Records from a data source:
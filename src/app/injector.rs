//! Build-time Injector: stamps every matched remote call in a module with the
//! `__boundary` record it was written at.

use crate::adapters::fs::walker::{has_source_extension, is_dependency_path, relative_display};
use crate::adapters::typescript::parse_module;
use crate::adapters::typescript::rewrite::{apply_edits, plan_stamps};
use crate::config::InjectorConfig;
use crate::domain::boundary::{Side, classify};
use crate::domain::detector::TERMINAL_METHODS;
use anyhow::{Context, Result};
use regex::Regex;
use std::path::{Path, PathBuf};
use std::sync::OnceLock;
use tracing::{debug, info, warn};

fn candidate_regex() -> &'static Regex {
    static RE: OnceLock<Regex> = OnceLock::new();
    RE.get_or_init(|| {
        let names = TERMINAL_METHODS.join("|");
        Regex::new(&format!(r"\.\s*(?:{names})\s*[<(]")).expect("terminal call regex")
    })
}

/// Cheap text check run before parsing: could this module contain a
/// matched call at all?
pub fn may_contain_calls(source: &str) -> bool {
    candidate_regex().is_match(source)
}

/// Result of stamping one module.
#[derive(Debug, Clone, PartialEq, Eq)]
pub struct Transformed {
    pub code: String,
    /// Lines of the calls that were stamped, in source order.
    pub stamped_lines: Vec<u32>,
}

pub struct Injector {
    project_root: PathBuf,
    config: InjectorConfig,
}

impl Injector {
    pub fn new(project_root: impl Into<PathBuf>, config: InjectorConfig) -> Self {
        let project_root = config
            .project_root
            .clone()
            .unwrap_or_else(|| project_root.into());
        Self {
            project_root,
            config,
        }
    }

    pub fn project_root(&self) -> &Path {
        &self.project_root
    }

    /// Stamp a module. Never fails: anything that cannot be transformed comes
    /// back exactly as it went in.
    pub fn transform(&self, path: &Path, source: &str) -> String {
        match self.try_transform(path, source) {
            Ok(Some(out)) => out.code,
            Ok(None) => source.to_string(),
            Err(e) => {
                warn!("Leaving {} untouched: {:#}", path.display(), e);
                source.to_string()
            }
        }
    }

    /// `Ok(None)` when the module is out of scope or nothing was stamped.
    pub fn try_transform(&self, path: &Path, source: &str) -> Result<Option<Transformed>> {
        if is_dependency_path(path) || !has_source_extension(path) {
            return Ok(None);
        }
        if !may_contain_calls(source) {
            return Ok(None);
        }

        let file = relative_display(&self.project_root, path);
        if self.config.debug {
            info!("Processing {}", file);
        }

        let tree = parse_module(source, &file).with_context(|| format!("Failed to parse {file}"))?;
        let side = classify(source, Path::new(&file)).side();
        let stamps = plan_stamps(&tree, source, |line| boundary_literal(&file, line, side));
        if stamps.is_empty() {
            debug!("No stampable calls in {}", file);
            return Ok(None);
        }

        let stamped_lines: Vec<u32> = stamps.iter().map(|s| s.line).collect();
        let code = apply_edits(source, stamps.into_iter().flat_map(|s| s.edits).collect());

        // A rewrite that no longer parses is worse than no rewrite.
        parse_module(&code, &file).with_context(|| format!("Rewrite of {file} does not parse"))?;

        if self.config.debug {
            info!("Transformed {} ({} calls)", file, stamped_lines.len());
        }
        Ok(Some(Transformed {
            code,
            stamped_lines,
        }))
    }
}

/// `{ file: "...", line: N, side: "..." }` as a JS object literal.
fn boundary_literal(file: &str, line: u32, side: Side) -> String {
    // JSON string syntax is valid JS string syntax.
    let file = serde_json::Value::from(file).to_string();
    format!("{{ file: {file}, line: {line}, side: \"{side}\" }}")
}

* * *

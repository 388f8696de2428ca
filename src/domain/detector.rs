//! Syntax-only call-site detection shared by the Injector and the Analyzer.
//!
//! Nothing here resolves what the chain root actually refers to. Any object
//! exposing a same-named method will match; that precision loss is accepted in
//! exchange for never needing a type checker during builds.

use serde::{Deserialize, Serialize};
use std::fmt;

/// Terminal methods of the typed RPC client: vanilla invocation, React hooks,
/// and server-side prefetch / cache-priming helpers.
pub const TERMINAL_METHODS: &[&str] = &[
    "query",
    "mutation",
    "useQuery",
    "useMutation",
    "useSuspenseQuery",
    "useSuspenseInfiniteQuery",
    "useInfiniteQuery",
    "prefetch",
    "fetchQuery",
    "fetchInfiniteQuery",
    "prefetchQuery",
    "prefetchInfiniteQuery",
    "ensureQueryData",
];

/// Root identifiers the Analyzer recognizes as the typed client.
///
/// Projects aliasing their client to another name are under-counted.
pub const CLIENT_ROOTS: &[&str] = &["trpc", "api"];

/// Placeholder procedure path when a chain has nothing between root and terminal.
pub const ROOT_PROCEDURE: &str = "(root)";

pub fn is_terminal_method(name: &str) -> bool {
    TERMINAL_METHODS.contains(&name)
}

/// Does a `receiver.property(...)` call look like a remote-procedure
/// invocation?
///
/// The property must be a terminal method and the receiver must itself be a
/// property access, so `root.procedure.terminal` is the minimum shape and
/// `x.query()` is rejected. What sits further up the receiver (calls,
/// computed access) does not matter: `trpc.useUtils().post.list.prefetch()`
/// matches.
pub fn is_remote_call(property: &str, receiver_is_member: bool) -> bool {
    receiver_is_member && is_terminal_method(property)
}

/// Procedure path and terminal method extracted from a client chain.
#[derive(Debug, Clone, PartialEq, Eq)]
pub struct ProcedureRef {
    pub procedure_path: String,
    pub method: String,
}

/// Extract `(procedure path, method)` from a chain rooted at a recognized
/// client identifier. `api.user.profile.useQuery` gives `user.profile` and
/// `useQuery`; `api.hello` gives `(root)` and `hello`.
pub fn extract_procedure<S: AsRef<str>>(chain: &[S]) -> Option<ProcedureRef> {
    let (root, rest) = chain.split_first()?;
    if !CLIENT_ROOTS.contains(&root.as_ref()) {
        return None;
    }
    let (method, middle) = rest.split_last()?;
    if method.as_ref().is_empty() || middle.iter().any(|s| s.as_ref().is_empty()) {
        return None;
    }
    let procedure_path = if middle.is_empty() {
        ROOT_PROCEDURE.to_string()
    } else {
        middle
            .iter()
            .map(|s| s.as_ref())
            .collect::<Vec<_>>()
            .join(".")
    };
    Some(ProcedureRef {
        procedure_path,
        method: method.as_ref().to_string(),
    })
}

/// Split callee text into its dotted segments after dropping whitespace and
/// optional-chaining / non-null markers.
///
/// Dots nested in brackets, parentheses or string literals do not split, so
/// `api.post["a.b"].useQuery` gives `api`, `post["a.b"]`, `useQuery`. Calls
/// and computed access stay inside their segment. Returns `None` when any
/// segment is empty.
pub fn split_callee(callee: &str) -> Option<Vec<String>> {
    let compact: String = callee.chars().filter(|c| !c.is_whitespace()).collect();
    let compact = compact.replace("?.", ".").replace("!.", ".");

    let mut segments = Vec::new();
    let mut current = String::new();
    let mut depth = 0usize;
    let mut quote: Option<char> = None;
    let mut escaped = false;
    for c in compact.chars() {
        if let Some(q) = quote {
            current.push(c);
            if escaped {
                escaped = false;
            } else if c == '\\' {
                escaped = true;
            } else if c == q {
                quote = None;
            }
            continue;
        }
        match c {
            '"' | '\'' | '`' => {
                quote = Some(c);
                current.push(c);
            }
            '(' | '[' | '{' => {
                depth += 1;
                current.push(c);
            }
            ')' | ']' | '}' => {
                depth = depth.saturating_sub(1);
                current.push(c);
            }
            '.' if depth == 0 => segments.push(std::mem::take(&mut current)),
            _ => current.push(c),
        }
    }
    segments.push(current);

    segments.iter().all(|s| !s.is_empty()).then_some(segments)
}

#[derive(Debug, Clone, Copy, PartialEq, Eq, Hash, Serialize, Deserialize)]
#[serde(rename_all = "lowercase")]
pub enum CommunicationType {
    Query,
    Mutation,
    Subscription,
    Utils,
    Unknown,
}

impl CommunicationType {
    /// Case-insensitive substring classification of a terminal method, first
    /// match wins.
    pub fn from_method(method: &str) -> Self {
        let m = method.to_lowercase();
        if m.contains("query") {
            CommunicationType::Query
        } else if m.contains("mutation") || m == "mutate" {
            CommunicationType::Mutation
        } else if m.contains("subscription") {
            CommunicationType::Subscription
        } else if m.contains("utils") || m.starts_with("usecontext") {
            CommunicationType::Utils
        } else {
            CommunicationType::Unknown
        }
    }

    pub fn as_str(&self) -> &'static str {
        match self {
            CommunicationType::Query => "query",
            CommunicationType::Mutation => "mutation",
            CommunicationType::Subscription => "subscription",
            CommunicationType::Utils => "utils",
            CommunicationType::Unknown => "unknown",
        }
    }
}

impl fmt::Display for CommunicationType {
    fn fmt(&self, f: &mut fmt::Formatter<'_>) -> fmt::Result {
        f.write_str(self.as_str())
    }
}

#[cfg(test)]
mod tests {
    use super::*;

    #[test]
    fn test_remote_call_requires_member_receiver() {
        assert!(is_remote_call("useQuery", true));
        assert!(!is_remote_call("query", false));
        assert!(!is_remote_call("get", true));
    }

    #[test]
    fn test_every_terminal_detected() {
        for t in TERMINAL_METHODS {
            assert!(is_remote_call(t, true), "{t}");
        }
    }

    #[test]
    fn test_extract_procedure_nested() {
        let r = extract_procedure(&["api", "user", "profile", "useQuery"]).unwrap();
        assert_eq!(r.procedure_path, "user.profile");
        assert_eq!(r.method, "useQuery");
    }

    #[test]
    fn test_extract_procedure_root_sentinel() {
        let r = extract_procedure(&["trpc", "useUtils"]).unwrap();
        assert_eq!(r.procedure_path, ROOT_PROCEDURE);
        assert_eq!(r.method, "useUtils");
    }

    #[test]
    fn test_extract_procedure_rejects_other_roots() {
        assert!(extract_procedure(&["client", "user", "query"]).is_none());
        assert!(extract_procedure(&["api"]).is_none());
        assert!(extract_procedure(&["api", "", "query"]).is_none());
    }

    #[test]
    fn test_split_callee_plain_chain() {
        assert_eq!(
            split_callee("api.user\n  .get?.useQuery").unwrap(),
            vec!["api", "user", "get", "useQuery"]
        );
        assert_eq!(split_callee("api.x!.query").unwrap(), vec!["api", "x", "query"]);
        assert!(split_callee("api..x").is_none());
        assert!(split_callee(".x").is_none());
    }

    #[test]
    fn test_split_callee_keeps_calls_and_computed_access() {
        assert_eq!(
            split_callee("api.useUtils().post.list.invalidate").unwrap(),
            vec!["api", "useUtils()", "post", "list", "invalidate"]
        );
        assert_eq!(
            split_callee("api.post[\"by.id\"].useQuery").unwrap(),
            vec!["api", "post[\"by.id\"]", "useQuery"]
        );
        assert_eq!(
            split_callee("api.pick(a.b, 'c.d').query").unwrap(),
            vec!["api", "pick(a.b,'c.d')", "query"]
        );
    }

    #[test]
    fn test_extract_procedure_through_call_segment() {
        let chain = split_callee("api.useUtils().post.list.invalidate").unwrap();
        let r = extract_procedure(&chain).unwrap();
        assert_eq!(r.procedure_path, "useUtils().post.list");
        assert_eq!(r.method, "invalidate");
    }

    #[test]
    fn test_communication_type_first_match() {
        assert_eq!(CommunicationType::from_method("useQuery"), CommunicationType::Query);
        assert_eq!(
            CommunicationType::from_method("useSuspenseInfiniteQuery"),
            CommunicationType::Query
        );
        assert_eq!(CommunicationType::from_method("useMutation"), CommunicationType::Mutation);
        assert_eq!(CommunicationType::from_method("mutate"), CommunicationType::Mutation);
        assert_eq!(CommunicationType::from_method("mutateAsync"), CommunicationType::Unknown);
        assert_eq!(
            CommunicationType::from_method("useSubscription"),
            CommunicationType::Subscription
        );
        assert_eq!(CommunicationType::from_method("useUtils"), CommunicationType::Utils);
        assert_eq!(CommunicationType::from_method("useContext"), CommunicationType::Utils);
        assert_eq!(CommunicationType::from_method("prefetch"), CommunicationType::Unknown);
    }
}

* WHAT IS NEEDED: Find the count of lines in the data above where the string "current" occurs. Provide that number alone.

* RESPONSE BOX: 8